Agora sim, o barco, a praia, ias por aí além e recordavas o barco, a praia, o barco e no negro batel da tua vida é que, se o virares para fora se obtém o que lá estiver. Realidade sim. Realidade não. A que estiver.[1]
Em “raso como o chão”, Álvaro Lapa escreve sobre um “barco abandonado ou virado para fora” que nos abre uma janela para vislumbrar o horizonte e os seus personagens e nos proporciona o encontro com Ana Pimentel (n.1965), uma das artistas representada na exposição “Territórios Imaginados”, comissariada por Elisa Noronha, que a Fundação Bienal de Arte de Cerveira (FBAC) inaugurou em San Sperate (Sardenha, Itália). Natural de Ermesinde (Valongo, Portugal), Ana Pimental venceu, em 1999, o Prémio Aquisição Baviera na X Bienal Internacional de Arte de Cerveira, realizada de 14 de agosto a 12 de setembro, com a técnica mista sobre papel “Uma janela aberta para o horizonte” (180×180 cm), somando-se este reconhecimento a um vasto currículo internacional com prémios atribuídos em Portugal, Espanha, Bélgica e China; várias exposições individuais e coletivas bem como participação em feiras internacionais de arte contemporânea que juntam à sua biografia destinos como Alemanha, Argentina ou Brasil, estando a sua obra representada em várias coleções de arte públicas e privadas, igualmente em Portugal e além-fronteiras. Ana Pimentel começa com uma licenciatura em Artes Plásticas – Pintura pela Faculdade de Belas-Artes do Porto, tendo sido depois bolseira da Fundação Noesis de Barcelona.

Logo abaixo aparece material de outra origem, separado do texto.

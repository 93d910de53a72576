//! DataLoader - minibatch 加载器
//!
//! 提供统一的数据迭代 API，支持：
//! - 自动分批 (batch_size)
//! - 每个 epoch 随机打乱 (shuffle)
//! - 可复现的种子 (seed)
//!
//! 训练循环每个 epoch 以 `seed + epoch` 重新洗牌；
//! 评估时不洗牌、按原顺序完整遍历（包含末尾不满的 batch）。

use rand::SeedableRng;
use rand::rngs::StdRng;
use rand::seq::SliceRandom;

use super::dataset::{Batch, Dataset};

/// minibatch 加载器
///
/// # 示例
/// ```ignore
/// let loader = DataLoader::new(32).shuffle(true).seed(42);
/// for batch in loader.iter(&train_set) {
///     let loss = model.train_step(&batch, &mut optimizer)?;
/// }
/// ```
#[derive(Debug, Clone)]
pub struct DataLoader {
    batch_size: usize,
    shuffle: bool,
    seed: Option<u64>,
}

impl DataLoader {
    /// 创建新的 DataLoader
    ///
    /// # Panics
    /// `batch_size` 为 0 时 panic（构造期契约违反）
    pub fn new(batch_size: usize) -> Self {
        assert!(batch_size > 0, "DataLoader: batch_size 必须大于 0");
        Self {
            batch_size,
            shuffle: false,
            seed: None,
        }
    }

    /// 是否在每次迭代前洗牌
    pub fn shuffle(mut self, shuffle: bool) -> Self {
        self.shuffle = shuffle;
        self
    }

    /// 设置洗牌种子（None 时使用系统熵）
    pub fn seed(mut self, seed: u64) -> Self {
        self.seed = Some(seed);
        self
    }

    /// 遍历一个数据划分，产出聚合好的 minibatch
    pub fn iter<'a>(&self, dataset: &'a Dataset) -> impl Iterator<Item = Batch> + 'a {
        let mut order: Vec<usize> = (0..dataset.len()).collect();
        if self.shuffle {
            let mut rng = match self.seed {
                Some(seed) => StdRng::seed_from_u64(seed),
                None => StdRng::from_entropy(),
            };
            order.shuffle(&mut rng);
        }
        let batch_size = self.batch_size;
        let chunks: Vec<Vec<usize>> = order
            .chunks(batch_size)
            .map(|chunk| chunk.to_vec())
            .collect();
        chunks.into_iter().map(move |rows| dataset.gather(&rows))
    }
}
//! 模型参数检查点
//!
//! bincode 序列化的参数快照：dev MSE 改进时覆盖写入同一路径，
//! 训练结束后可加载恢复出精确的参数值用于评估或续跑。

use std::fs::File;
use std::io::{BufReader, BufWriter};
use std::path::Path;

use crate::errors::ModelError;
use crate::model::ModelParams;

/// 把参数快照写入 `path`（已存在则覆盖）
pub fn save_params(params: &ModelParams, path: &Path) -> Result<(), ModelError> {
    let file = File::create(path)?;
    bincode::serialize_into(BufWriter::new(file), params)?;
    Ok(())
}

/// 从 `path` 恢复参数快照
pub fn load_params(path: &Path) -> Result<ModelParams, ModelError> {
    let file = File::open(path)?;
    Ok(bincode::deserialize_from(BufReader::new(file))?)
}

Concentrada no campo da pintura, a obra de Ana Pimentel mantém como referenciais a Arquitetura, a Natureza e a cultura tradicional portuguesa, nomeadamente na sua dimensão dos ofícios e de um certo universo feminino. Cada pintura é uma coleção de memórias e um emaranhado de terminologias da semiótica do quotidiano que, não raras vezes (como é exemplo a peça da coleção da FBAC), se povoam de palavras, intensificadoras das narrativas da artista. O processo de Ana Pimental é meticuloso e organizado e parte de pressupostos da Arquitetura, enquanto disciplina e matriz, que dá sentido a uma campo lexical que inclui as noções de tempo e identidade. Linhas, costuras, cores, texturas são o contraponto da ordem, afirmando a sua presença numa dimensão orgânica das suas obras que, por vezes, se sobrepõem à ordem, enquanto mescla elementos, facilmente associados à tradição portuguesa e que, através da colagem, expandem o campo dominante da pintura. Partindo do pressuposto da organização do espaço nos limites do suporte, a composição acontece, itinerando entre um processo de organização e desorganização mental, fugaz inquietação que arrasta cada criação para uma teia de densos e complexos exercícios plásticos e de pensamento.
Ana Pimental explora as memórias através do seu códice objetual, citando elementos do nosso espaço e tempo comuns e que provêm da arquitetura, das festividades, do folclore, dos ornamentos, das rosáceas, do mosaico, dos bordados, das flores, das rendas, etc., bem como de “símbolos associados à paz, harmonia e felicidade ou mesmo ao erotismo e amor”, citando a artista. Não obstante a complexidade de referências, as suas obras são da depuração e da delicadeza, com gestos subtis e vibrações enérgicas que variam com a intensidade das cores. “Uma janela para o horizonte” é uma proposta de futuro que parte do passado e das emergências do pensamento e da experimentação plástica, constituindo-se como uma obra perfeitamente representativa da singularidade de Ana Pimentel.
[1] LAPA, Álvaro – raso como o chão. Lisboa: Editorial Estampa, 1977. Página 42.